A Burmese colleague from Lah, Wai Tun, received the same sentence.
Evidence of Lah’s actions came from a video of the event that was posted to social media accounts controlled by him. Videos have shown him appearing to violate the ban, which took effect in mid-March, on other occasions as well.
Toronto-based Le Lah pleaded not guilty last month but has not publicly commented on his case.
About 50 Lah supporters appeared in court on Thursday to lend their support. Those standing at the entrance to the courthouse deployed umbrellas in an attempt to prevent media from taking photos of him.
Lah made his first court appearance in May after being released from quarantine that followed a hospital stay because he contracted COVID-19. More than 20 of his followers have also reportedly tested positive for the coronavirus.
In addition to the rallies, Lah has sparked public outrage for his statements in online videos of his sermons. A video showed him claiming Christians were immune to the coronavirus.

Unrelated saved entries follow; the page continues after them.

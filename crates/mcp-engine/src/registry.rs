//! The handler registry: tools/prompts/resources the dispatcher serves for
//! the built-in `*/list`, `*/call`, `*/get`, `*/read` methods, plus the
//! generic request/notification handler maps for the application's
//! `on_request`/`on_notification` extension points.
//!
//! Grounded in `turbomcp-server`'s registry-driven capability derivation
//! (`routing/handlers/initialize.rs`) and its `ToolHandler` trait
//! (`handlers/traits/tool.rs`), reworked as an explicit name-keyed map per
//! spec.md §9's "reify as an explicit registry" design note.

use std::sync::Arc;

use dashmap::DashMap;
use mcp_protocol::types::{Prompt, Resource, ResourceTemplate, Tool};

use crate::handler::{NotificationHandler, PromptHandler, RequestHandler, ResourceHandler, ToolHandler};

/// Name/URI-keyed handler tables plus the generic extension points.
#[derive(Default)]
pub struct HandlerRegistry {
    tools: DashMap<String, Arc<dyn ToolHandler>>,
    prompts: DashMap<String, Arc<dyn PromptHandler>>,
    resources: DashMap<String, Arc<dyn ResourceHandler>>,
    resource_templates: DashMap<String, ResourceTemplate>,
    requests: DashMap<String, Arc<dyn RequestHandler>>,
    notifications: DashMap<String, Arc<dyn NotificationHandler>>,
}

impl HandlerRegistry {
    pub fn new() -> Self {
        Self::default()
    }

    pub fn register_tool(&self, handler: Arc<dyn ToolHandler>) {
        self.tools.insert(handler.definition().name.clone(), handler);
    }

    pub fn register_prompt(&self, handler: Arc<dyn PromptHandler>) {
        self.prompts.insert(handler.definition().name.clone(), handler);
    }

    pub fn register_resource(&self, handler: Arc<dyn ResourceHandler>) {
        self.resources.insert(handler.definition().uri.clone(), handler);
    }

    pub fn register_resource_template(&self, template: ResourceTemplate) {
        self.resource_templates.insert(template.uri_template.clone(), template);
    }

    /// Register a handler for a method the dispatcher doesn't already route,
    /// per spec.md §6's `on_request` extension point (this is also how
    /// `completion/complete` gets served, since the data model carries no
    /// dedicated completion types).
    pub fn register_request_handler(&self, method: impl Into<String>, handler: Arc<dyn RequestHandler>) {
        self.requests.insert(method.into(), handler);
    }

    pub fn register_notification_handler(&self, method: impl Into<String>, handler: Arc<dyn NotificationHandler>) {
        self.notifications.insert(method.into(), handler);
    }

    pub fn tool(&self, name: &str) -> Option<Arc<dyn ToolHandler>> {
        self.tools.get(name).map(|e| Arc::clone(e.value()))
    }

    pub fn prompt(&self, name: &str) -> Option<Arc<dyn PromptHandler>> {
        self.prompts.get(name).map(|e| Arc::clone(e.value()))
    }

    pub fn resource(&self, uri: &str) -> Option<Arc<dyn ResourceHandler>> {
        self.resources.get(uri).map(|e| Arc::clone(e.value()))
    }

    pub fn request_handler(&self, method: &str) -> Option<Arc<dyn RequestHandler>> {
        self.requests.get(method).map(|e| Arc::clone(e.value()))
    }

    pub fn notification_handler(&self, method: &str) -> Option<Arc<dyn NotificationHandler>> {
        self.notifications.get(method).map(|e| Arc::clone(e.value()))
    }

    pub fn list_tools(&self) -> Vec<Tool> {
        self.tools.iter().map(|e| e.value().definition()).collect()
    }

    pub fn list_prompts(&self) -> Vec<Prompt> {
        self.prompts.iter().map(|e| e.value().definition()).collect()
    }

    pub fn list_resources(&self) -> Vec<Resource> {
        self.resources.iter().map(|e| e.value().definition()).collect()
    }

    pub fn list_resource_templates(&self) -> Vec<ResourceTemplate> {
        self.resource_templates.iter().map(|e| e.value().clone()).collect()
    }
}

#[cfg(test)]
mod tests {
    use super::*;
    use mcp_protocol::types::{ContentBlock, TextContent, ToolInputSchema};
    use mcp_session::{PendingRegistry, SessionId};

    struct Echo;

    #[async_trait::async_trait]
    impl ToolHandler for Echo {
        fn definition(&self) -> Tool {
            Tool::new("echo").with_input_schema(ToolInputSchema::default())
        }

        async fn call(
            &self,
            arguments: Option<std::collections::HashMap<String, serde_json::Value>>,
            _session: Arc<mcp_session::Session>,
        ) -> Result<mcp_protocol::types::CallToolResult, mcp_protocol::ProtocolError> {
            let text = arguments
                .and_then(|a| a.get("text").cloned())
                .and_then(|v| v.as_str().map(str::to_string))
                .unwrap_or_default();
            Ok(mcp_protocol::types::CallToolResult {
                content: vec![ContentBlock::Text(TextContent { text, annotations: None })],
                is_error: None,
                structured_content: None,
            })
        }
    }

    #[tokio::test]
    async fn registered_tool_is_listed_and_callable() {
        let registry = HandlerRegistry::new();
        registry.register_tool(Arc::new(Echo));

        assert_eq!(registry.list_tools().len(), 1);
        let tool = registry.tool("echo").expect("echo registered");

        let session = Arc::new(mcp_session::Session::new(SessionId::new(), PendingRegistry::new()));
        let result = tool.call(None, session).await.unwrap();
        assert!(matches!(&result.content[0], ContentBlock::Text(t) if t.text.is_empty()));
    }
}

“I can guarantee that if your church is following the true path and you have all of Christ in your heart, you will not get sick,” he said in one of the remarks.
Another clip that drew contempt in predominantly Buddhist Myanmar made him say that the teachings of Buddhist monks are responsible for making people “sinful”.
He has also been criticized for making disparaging comments about the LGBTQ community and Islam in other music videos.
The backlash against Lah has spread to the country’s Christian community, which represents around 6% of the population, after a photo of the country’s Christian vice president, Henry Van Thio, was released online at a meeting with Lah in early February.